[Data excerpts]
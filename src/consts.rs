/// Minimum valid Gregorian year (inclusive)
pub const MIN_YEAR: u16 = 1;
/// Maximum valid Gregorian year (inclusive)
pub const MAX_YEAR: u16 = 9999;

/// Maximum valid month number, in both calendars
pub const MAX_MONTH: u8 = 12;

/// First day of month, used for lower bounds
pub const MIN_DAY: u8 = 1;

/// Month number for January
pub const JANUARY: u8 = 1;
/// Month number for February
pub const FEBRUARY: u8 = 2;

/// Days in February for leap years
pub const FEBRUARY_DAYS_LEAP: u8 = 29;

/// Maximum days in each month (index 0 is unused, months are 1-indexed)
/// February shows 28 days (non-leap year default)
pub const DAYS_IN_MONTH: [u8; 13] = [
    0,  // index 0 unused (months are 1-indexed)
    31, // January
    28, // February (non-leap, adjusted by is_leap_year check)
    31, // March
    30, // April
    31, // May
    30, // June
    31, // July
    31, // August
    30, // September
    31, // October
    30, // November
    31, // December
];

/// Leap year occurs every 4 years
pub(crate) const LEAP_YEAR_CYCLE: u16 = 4;
/// Century years are not leap years unless...
pub(crate) const CENTURY_CYCLE: u16 = 100;
/// ...they are divisible by 400 (Gregorian calendar correction)
pub(crate) const GREGORIAN_CYCLE: u16 = 400;

/// Days in a common Gregorian year
pub(crate) const DAYS_PER_YEAR: i64 = 365;
/// Days in each 4-year block that contains a leap year
pub(crate) const DAYS_PER_4_YEARS: i64 = 1461;
/// Days in a century whose final year is not a leap year
pub(crate) const DAYS_PER_100_YEARS: i64 = 36_524;
/// Days in a full Gregorian cycle
pub(crate) const DAYS_PER_400_YEARS: i64 = 146_097;

/// First lunar year recorded in the bundled Chinese table
pub const MIN_LUNAR_YEAR: u16 = 1900;
/// Last lunar year recorded in the bundled Chinese table
pub const MAX_LUNAR_YEAR: u16 = 2100;

/// Gregorian date of lunar 1900, month 1, day 1 as `(year, month, day)`
pub const LUNAR_EPOCH: (u16, u8, u8) = (1900, 1, 31);

/// Length of a short ("small") lunar month
pub const SHORT_LUNAR_MONTH: u8 = 29;
/// Length of a long ("big") lunar month
pub const LONG_LUNAR_MONTH: u8 = 30;
/// Maximum number of months in a lunar year (12 plus one leap month)
pub const MAX_LUNAR_MONTHS: usize = 13;

/// Annual occurrences generated per person unless configured otherwise
pub const DEFAULT_RECURRENCE_YEARS: u16 = 100;

/// Date component separator (ISO 8601 format)
pub const DATE_SEPARATOR: char = '-';
/// Prefix marking a leap month in the text form of a lunar date
pub const LEAP_MONTH_PREFIX: char = 'L';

▶ Action item:
Using the records, find how many lines include the string "unused" and report that number alone.

▶ Exercise answer:
2